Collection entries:
Content starts
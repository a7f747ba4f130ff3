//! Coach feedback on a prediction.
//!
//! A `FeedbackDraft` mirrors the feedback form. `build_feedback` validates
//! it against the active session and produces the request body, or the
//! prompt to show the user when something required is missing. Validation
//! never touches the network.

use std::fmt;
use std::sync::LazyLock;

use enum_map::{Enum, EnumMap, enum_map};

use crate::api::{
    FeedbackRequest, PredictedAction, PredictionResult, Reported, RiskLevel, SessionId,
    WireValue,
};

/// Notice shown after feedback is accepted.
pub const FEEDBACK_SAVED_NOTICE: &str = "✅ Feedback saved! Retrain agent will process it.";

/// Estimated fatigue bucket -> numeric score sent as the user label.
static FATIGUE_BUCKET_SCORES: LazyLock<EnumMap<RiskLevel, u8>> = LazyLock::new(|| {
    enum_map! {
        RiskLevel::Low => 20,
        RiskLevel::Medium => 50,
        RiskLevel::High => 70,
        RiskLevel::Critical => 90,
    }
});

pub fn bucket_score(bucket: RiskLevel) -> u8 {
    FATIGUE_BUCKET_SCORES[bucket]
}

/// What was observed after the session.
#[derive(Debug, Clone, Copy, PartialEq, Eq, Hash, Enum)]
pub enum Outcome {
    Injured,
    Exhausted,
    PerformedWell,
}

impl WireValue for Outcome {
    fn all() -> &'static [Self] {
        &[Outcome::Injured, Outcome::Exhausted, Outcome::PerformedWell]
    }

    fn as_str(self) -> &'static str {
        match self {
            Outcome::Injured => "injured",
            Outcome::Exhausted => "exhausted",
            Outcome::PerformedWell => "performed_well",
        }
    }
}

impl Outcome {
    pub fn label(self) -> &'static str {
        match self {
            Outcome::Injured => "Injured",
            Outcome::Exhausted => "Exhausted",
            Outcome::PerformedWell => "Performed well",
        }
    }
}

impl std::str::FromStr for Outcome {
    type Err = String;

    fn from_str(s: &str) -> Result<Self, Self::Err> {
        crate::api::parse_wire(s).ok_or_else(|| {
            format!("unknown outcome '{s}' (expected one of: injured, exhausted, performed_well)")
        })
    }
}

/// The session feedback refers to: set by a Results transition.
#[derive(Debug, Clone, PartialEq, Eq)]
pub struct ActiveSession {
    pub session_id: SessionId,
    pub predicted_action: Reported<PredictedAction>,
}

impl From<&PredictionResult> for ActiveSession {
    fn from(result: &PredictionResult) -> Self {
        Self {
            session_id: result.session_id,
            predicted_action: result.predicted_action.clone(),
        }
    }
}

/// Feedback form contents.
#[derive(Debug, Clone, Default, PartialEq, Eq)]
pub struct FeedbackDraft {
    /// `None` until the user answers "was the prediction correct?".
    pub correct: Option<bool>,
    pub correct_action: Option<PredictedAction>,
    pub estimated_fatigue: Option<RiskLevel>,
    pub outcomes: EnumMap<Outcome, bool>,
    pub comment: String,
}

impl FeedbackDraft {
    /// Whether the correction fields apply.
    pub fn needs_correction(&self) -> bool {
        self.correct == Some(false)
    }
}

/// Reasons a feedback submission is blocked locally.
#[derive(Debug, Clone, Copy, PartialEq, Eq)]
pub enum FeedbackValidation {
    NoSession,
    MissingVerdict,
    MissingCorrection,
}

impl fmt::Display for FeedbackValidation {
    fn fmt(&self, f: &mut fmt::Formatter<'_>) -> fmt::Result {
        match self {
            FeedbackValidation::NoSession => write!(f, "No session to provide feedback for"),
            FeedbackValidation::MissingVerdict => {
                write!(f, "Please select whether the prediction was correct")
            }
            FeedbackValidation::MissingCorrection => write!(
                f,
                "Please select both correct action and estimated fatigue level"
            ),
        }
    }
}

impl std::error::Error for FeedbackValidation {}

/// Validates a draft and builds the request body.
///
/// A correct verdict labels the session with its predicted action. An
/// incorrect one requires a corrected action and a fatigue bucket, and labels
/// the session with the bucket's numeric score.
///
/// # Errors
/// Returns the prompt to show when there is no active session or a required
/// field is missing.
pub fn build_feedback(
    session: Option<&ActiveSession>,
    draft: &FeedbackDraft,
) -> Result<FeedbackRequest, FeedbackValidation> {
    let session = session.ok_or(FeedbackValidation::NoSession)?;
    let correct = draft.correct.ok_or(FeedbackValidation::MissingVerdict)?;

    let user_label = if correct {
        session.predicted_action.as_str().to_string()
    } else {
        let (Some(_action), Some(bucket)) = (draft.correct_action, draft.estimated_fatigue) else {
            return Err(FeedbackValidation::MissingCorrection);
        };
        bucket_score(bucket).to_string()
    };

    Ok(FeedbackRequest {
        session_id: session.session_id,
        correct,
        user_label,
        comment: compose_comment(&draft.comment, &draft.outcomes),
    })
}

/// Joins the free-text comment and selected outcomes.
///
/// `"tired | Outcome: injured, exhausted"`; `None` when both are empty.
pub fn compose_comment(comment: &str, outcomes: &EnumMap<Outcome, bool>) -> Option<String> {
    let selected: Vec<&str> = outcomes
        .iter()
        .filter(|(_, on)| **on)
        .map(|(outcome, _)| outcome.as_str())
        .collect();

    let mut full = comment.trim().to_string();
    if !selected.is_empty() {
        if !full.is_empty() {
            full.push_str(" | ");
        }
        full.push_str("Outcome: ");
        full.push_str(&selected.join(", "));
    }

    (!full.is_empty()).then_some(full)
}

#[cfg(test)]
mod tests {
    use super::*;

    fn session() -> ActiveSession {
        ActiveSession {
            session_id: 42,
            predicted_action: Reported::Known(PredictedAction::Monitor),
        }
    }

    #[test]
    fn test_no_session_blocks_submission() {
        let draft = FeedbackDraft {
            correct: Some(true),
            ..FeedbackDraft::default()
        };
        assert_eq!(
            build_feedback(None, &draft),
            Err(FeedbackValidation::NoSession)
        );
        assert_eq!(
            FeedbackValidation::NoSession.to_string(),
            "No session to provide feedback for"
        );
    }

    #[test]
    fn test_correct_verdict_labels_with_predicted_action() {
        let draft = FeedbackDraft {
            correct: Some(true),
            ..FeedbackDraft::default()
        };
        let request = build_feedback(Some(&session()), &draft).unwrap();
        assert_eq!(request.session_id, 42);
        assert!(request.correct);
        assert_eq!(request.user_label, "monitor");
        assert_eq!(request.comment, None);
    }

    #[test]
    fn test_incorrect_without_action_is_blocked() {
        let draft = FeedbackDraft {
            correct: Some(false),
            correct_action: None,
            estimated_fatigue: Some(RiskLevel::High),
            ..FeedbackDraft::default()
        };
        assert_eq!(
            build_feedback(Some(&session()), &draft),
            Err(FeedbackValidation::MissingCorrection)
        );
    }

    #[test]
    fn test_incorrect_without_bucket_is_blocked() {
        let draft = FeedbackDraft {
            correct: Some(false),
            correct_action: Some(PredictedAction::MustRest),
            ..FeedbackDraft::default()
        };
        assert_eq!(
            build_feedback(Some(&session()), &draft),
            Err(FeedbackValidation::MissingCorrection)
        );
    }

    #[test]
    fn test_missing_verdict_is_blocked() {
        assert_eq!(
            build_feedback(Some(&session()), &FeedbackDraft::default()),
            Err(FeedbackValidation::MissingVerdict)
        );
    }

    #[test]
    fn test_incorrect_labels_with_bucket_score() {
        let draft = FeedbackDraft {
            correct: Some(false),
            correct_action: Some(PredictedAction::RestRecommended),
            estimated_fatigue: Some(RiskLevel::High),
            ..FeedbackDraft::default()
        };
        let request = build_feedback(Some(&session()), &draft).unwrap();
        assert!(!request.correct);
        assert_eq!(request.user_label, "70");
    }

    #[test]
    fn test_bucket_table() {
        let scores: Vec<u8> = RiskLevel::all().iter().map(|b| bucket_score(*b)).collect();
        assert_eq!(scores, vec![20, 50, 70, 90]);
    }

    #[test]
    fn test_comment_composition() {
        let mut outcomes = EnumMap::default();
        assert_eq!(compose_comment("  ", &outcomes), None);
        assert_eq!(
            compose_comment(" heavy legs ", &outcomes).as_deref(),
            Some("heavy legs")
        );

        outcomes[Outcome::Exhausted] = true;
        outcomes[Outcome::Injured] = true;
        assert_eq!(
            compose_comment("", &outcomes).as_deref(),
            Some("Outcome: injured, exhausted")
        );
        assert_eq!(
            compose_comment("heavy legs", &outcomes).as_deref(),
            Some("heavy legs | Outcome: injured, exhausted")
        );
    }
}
Content ends
Content starts
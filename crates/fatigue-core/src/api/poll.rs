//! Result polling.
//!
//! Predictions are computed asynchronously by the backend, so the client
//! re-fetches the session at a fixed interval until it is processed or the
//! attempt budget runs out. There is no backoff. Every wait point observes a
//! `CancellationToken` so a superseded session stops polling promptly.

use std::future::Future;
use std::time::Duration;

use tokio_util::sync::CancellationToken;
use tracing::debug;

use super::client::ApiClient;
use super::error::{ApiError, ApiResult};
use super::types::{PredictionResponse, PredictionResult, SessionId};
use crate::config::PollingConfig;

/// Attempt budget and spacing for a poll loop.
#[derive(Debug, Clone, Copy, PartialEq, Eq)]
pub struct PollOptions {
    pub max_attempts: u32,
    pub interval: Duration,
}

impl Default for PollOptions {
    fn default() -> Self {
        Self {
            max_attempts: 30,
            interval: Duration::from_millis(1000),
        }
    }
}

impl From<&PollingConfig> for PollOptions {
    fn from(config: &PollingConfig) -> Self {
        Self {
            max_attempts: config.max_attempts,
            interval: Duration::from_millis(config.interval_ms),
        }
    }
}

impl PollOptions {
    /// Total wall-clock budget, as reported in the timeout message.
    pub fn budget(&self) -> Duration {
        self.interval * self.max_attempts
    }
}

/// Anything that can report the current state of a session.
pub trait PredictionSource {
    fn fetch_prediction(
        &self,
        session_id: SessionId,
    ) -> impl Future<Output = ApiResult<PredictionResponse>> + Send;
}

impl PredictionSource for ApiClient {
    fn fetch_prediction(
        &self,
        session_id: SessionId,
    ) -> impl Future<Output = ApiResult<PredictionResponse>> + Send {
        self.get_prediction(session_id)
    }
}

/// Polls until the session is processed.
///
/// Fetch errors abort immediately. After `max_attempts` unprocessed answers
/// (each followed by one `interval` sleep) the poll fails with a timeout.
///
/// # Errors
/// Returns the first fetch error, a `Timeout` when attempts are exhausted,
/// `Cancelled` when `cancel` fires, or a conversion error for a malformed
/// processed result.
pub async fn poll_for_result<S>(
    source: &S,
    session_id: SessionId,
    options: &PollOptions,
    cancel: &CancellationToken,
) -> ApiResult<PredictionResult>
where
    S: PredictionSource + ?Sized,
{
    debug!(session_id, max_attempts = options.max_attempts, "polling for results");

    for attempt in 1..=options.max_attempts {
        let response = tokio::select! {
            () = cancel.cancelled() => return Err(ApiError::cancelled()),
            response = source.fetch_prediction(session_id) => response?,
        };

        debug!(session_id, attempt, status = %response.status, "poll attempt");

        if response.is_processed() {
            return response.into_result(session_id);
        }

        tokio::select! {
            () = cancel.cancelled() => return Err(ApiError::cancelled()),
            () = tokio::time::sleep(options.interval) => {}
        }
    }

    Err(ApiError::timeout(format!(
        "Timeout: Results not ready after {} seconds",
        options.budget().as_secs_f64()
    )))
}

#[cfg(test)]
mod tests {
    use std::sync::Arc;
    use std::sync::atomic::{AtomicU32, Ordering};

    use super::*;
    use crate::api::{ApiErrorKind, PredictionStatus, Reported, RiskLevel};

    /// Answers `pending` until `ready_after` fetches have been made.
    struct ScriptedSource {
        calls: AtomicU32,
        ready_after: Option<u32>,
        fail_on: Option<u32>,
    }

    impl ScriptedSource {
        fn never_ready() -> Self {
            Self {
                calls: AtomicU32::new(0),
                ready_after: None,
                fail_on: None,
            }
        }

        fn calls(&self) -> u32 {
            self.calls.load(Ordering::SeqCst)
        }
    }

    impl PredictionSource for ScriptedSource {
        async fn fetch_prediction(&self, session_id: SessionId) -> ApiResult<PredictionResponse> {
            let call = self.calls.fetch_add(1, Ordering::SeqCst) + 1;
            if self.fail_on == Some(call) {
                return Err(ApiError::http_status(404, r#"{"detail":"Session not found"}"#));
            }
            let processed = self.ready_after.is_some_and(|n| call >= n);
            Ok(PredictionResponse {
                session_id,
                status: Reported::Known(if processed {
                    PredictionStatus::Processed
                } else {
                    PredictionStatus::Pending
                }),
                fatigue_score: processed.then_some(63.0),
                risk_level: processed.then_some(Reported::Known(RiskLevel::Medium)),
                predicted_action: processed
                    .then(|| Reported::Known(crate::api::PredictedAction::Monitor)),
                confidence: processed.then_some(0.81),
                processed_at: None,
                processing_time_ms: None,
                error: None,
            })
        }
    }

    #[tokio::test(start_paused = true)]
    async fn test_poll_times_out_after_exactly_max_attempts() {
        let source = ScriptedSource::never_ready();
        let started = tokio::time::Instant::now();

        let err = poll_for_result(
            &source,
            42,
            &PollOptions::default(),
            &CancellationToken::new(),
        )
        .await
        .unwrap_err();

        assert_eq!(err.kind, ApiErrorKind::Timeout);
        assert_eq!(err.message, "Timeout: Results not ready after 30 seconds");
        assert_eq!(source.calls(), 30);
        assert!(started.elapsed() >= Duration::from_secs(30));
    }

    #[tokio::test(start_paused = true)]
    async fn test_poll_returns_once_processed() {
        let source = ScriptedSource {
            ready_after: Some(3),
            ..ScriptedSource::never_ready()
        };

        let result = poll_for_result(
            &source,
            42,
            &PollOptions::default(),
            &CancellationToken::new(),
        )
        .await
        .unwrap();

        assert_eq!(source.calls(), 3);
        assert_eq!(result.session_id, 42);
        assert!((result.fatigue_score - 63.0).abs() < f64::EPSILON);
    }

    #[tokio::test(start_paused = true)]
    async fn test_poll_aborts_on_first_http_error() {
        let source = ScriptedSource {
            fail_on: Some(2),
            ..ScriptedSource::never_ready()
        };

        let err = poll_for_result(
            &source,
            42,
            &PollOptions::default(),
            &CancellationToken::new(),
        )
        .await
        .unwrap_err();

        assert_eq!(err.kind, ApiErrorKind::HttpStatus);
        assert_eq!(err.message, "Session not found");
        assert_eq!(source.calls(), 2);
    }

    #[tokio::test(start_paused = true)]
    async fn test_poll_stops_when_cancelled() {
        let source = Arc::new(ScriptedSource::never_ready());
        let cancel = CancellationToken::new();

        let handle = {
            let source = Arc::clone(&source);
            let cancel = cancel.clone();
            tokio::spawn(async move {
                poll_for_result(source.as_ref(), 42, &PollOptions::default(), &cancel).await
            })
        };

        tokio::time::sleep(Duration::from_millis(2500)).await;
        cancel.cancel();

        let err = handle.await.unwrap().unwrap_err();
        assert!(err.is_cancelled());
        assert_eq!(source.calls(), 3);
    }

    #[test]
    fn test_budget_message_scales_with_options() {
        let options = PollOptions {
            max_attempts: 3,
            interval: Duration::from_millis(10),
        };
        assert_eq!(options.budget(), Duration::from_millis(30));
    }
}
Content ends
**Problem to work on:** Across the entries above, find each line with the word "None" and please copy it out.

**Expected answer:**
    /// `None` until the user answers "was the prediction correct?".
/// `"tired | Outcome: injured, exhausted"`; `None` when both are empty.
            build_feedback(None, &draft),
        assert_eq!(request.comment, None);
            correct_action: None,
        assert_eq!(compose_comment("  ", &outcomes), None);
                ready_after: None,
                fail_on: None,
                processed_at: None,
                processing_time_ms: None,
                error: None,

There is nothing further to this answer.